Le présent article présente un aperçu du cinéma au Québec, de ses débuts à l’époque du film muet jusqu’à l’essor d’un cinéma distinctement québécois dans les années 1960. L’article souligne les films les plus importants, que ce soit en matière de succès aux guichets ou de renommée internationale, et il couvre à la fois les longs métrages et les documentaires. Il attire également l’attention sur un aspect de la cinématographie qui éprouve encore de la difficulté à trouver sa place : le cinéma des femmes.
Cet article est l’un de trois articles qui retracent l’histoire de l’industrie cinématographique au Québec. La série complète comprend :
Histoire du cinéma québécois : de 1896 à1969; Histoire du cinéma québécois : de 1970 à 1989; Histoire du cinéma québécois : de 1990 à aujourd’hui
Premières années
Au Canada, la première projection cinématographique publique a lieu le 28 juin 1896, à Montréal. Les frères Lumière présentent leur cinématographe et suscitent un grand engouement au Québec. Quelques Québécois décident alors de présenter des films dans différents parcs et lieux. Parmi ceux-ci, Léo‑Ernest Ouimet occupe une place importante. En 1906, il ouvre le Ouimetoscope, le premier cinéma permanent de Montréal. Il commence aussi à tourner des films locaux. Ces films comprennent L’Incendie de Trois‑Rivières (1908) et Le Congrès eucharistique de Montréal (1910). Léo-Ernest Ouimet est réalisateur, producteur, distributeur et exploitant de cinéma. Il fonde Specialty Film Import. À la fin des années 1920, il lance une série de films d’actualités, le British Canadian Pathé News.
Léo-Ernest Ouimet, comme beaucoup d’autres cinéastes, veut que ses œuvres se démarquent des productions étrangères, et il accomplit ceci en mettant l’accent sur des sujets locaux et sur l’histoire nationale. En 1912, Frank Beresford, le fondateur de la British American Film Manufacturing, réalise The Battle of the Long Sault. Il participe également au tournage de Wolfe ; Or, the Conquest of Québec (1914) de Kenean Buel. Joseph-Arthur Homier réalise deux œuvres de fiction ; Madeleine de Verchères (1922) et La drogue fatale (1924). Cependant, sa compagnie de production fait faillite au milieu des années 1920. Cette faillite est due à un manque de moyens de production et d’accès aux installations qui sont contrôlées par les Américains ou par les entreprises canadiennes qui leur sont affiliées.
Une autre compagnie adopte une stratégie entièrement différente. Le Chemin de fer du Canadien Pacifique (CPR) a l’intention de produire des films d’intérêt national pour soutenir ses activités commerciales. Précédemment, cette compagnie avait déjà commandé la série Living Canada (1902) au fermier et cinéaste James Freer, du Manitoba.
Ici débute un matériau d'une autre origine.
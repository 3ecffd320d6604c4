//! RON definition files for catalogs and grids.
//!
//! Catalog file: a list of `(id: 16, name: "cross_1", paths: [(0, 3), (1, 4)])`.
//! Grid file: a list of `(q: 0, r: 0, tile: 16, rotation: 0, component: "A")`.

use std::collections::HashSet;
use std::fs;
use std::path::Path;

use hexx::Hex;
use serde::{Deserialize, Serialize};
use tracing::{info, warn};

use crate::catalog::{EdgePair, TileCatalog, TileId, TilePattern};
use crate::error::DefinitionError;
use crate::grid::{MosaicGrid, PlacedTile};

/// One catalog entry as written on disk.
#[derive(Debug, Clone, PartialEq, Eq, Serialize, Deserialize)]
pub struct TileDefinition {
    /// Tile id.
    pub id: TileId,
    /// Display name.
    pub name: String,
    /// Ordered edge pairs.
    pub paths: Vec<EdgePair>,
}

/// One placed cell as written on disk.
#[derive(Debug, Clone, PartialEq, Eq, Serialize, Deserialize)]
pub struct CellDefinition {
    /// Axial q.
    pub q: i32,
    /// Axial r.
    pub r: i32,
    /// Referenced tile id. Not checked against any catalog.
    pub tile: TileId,
    /// Rotation steps, any integer.
    pub rotation: i32,
    /// Component tag.
    #[serde(default)]
    pub component: String,
}

/// Builds a catalog from definitions, rejecting bad edges and repeated ids.
pub fn catalog_from_definitions(
    defs: Vec<TileDefinition>,
) -> Result<TileCatalog, DefinitionError> {
    let mut seen = HashSet::new();
    let mut tiles = Vec::with_capacity(defs.len());
    for TileDefinition { id, name, paths } in defs {
        if !seen.insert(id) {
            return Err(DefinitionError::DuplicateTile(id));
        }
        for &(a, b) in &paths {
            if let Some(edge) = [a, b].into_iter().find(|&e| e > 5) {
                return Err(DefinitionError::EdgeOutOfRange { id, name, edge });
            }
            if a == b {
                warn!(tile = %id, name = %name, edge = a, "degenerate segment");
            }
        }
        tiles.push((id, TilePattern::new(name, paths)));
    }
    Ok(tiles.into_iter().collect())
}

/// Builds a grid from cell definitions. Repeated coordinates: last one wins.
pub fn grid_from_definitions(defs: Vec<CellDefinition>) -> MosaicGrid {
    let mut grid = MosaicGrid::new();
    for cell in defs {
        let hex = Hex::new(cell.q, cell.r);
        let placed = PlacedTile::new(cell.tile, cell.rotation, cell.component);
        if grid.insert(hex, placed).is_some() {
            warn!(q = cell.q, r = cell.r, "cell defined twice, keeping the later entry");
        }
    }
    grid
}

/// Parses a catalog from RON text.
pub fn parse_catalog(text: &str) -> Result<TileCatalog, DefinitionError> {
    catalog_from_definitions(ron::from_str(text)?)
}

/// Parses a grid from RON text.
pub fn parse_grid(text: &str) -> Result<MosaicGrid, DefinitionError> {
    Ok(grid_from_definitions(ron::from_str(text)?))
}

/// Reads and parses a catalog file.
pub fn load_catalog(path: &Path) -> Result<TileCatalog, DefinitionError> {
    let catalog = parse_catalog(&read(path)?)?;
    info!(path = %path.display(), tiles = catalog.len(), "loaded tile catalog");
    Ok(catalog)
}

/// Reads and parses a grid file.
pub fn load_grid(path: &Path) -> Result<MosaicGrid, DefinitionError> {
    let grid = parse_grid(&read(path)?)?;
    info!(path = %path.display(), cells = grid.len(), "loaded grid");
    Ok(grid)
}

/// Serializes a catalog back to RON, ids ascending.
pub fn catalog_to_ron(catalog: &TileCatalog) -> Result<String, ron::Error> {
    let defs: Vec<TileDefinition> = catalog
        .iter()
        .map(|(id, pattern)| TileDefinition {
            id,
            name: pattern.name.clone(),
            paths: pattern.paths.clone(),
        })
        .collect();
    ron::ser::to_string_pretty(&defs, ron::ser::PrettyConfig::default())
}

fn read(path: &Path) -> Result<String, DefinitionError> {
    fs::read_to_string(path).map_err(|source| DefinitionError::Io {
        path: path.to_path_buf(),
        source,
    })
}

#[cfg(test)]
mod tests {
    use super::*;
    use crate::resolver::paths_at;

    const STANDARD_TILES: &str = include_str!("../assets/standard_tiles.ron");
    const SAMPLE_GRID: &str = include_str!("../assets/sample_grid.ron");

    #[test]
    fn shipped_catalog_matches_builtin() {
        let parsed = parse_catalog(STANDARD_TILES).unwrap();
        let builtin = TileCatalog::standard();
        assert_eq!(parsed.len(), builtin.len());
        for (id, pattern) in builtin.iter() {
            assert_eq!(parsed.lookup(id).unwrap(), pattern, "tile {id}");
        }
    }

    #[test]
    fn shipped_grid_matches_sample() {
        let parsed = parse_grid(SAMPLE_GRID).unwrap();
        let sample = MosaicGrid::sample();
        let a: Vec<_> = parsed.iter().collect();
        let b: Vec<_> = sample.iter().collect();
        assert_eq!(a, b);
        let catalog = TileCatalog::standard();
        assert_eq!(paths_at(&parsed, &catalog, Hex::new(2, 0)), Ok(vec![(0, 3)]));
    }

    #[test]
    fn catalog_round_trips_through_ron() {
        let text = catalog_to_ron(&TileCatalog::standard()).unwrap();
        let back = parse_catalog(&text).unwrap();
        assert_eq!(back.len(), 27);
        assert_eq!(back.lookup(TileId(25)).unwrap().name, "three_way");
    }

    #[test]
    fn out_of_range_edge_is_rejected() {
        let err = parse_catalog(r#"[(id: 3, name: "bad", paths: [(0, 6)])]"#).unwrap_err();
        assert!(matches!(
            err,
            DefinitionError::EdgeOutOfRange { id: TileId(3), edge: 6, .. }
        ));
    }

    #[test]
    fn duplicate_id_is_rejected() {
        let text = r#"[
            (id: 1, name: "a", paths: []),
            (id: 1, name: "b", paths: [(0, 3)]),
        ]"#;
        assert!(matches!(
            parse_catalog(text),
            Err(DefinitionError::DuplicateTile(TileId(1)))
        ));
    }

    #[test]
    fn degenerate_segment_is_accepted() {
        let catalog = parse_catalog(r#"[(id: 8, name: "dot", paths: [(2, 2)])]"#).unwrap();
        assert_eq!(catalog.lookup(TileId(8)).unwrap().paths, vec![(2, 2)]);
    }

    #[test]
    fn grid_accepts_unknown_ids_and_repeats() {
        let text = r#"[
            (q: 0, r: 0, tile: 99, rotation: -7, component: "A"),
            (q: 0, r: 0, tile: 16, rotation: 2),
        ]"#;
        let grid = parse_grid(text).unwrap();
        assert_eq!(grid.len(), 1);
        let placed = grid.get(Hex::ZERO).unwrap();
        assert_eq!(placed.tile, TileId(16));
        assert_eq!(placed.component, "");
    }

    #[test]
    fn malformed_text_is_a_parse_error() {
        assert!(matches!(
            parse_grid("[(q: 0, r: )]"),
            Err(DefinitionError::Parse(_))
        ));
    }

    #[test]
    fn missing_file_reports_path() {
        let path = Path::new("/definitely/not/here.ron");
        let err = load_catalog(path).unwrap_err();
        assert!(err.to_string().contains("/definitely/not/here.ron"));
    }
}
En 1921, elle fonde l’Associated Screen News (ASN). Cette association est dirigée par Bernard E. Norrish, ancien directeur de la Canadian Government Motion Picture Bureau. L’ASN se fait connaître avec sa série Canadian Cameo (1932 à 1953). La plupart des films de cette série sont réalisés par Gordon Sparling, le premier grand réalisateur du Canada, qui a commencé à travailler pour l’ASN en 1931. On compte parmi ses films les plus populaires Rhapsody in Two Languages (1934), House in Order (1936) et Ballet of the Mermaids (1938). L’ASN possède également des studios et des laboratoires qui facilitent la production. Elle offre aussi ses services à d’autres producteurs et distributeurs.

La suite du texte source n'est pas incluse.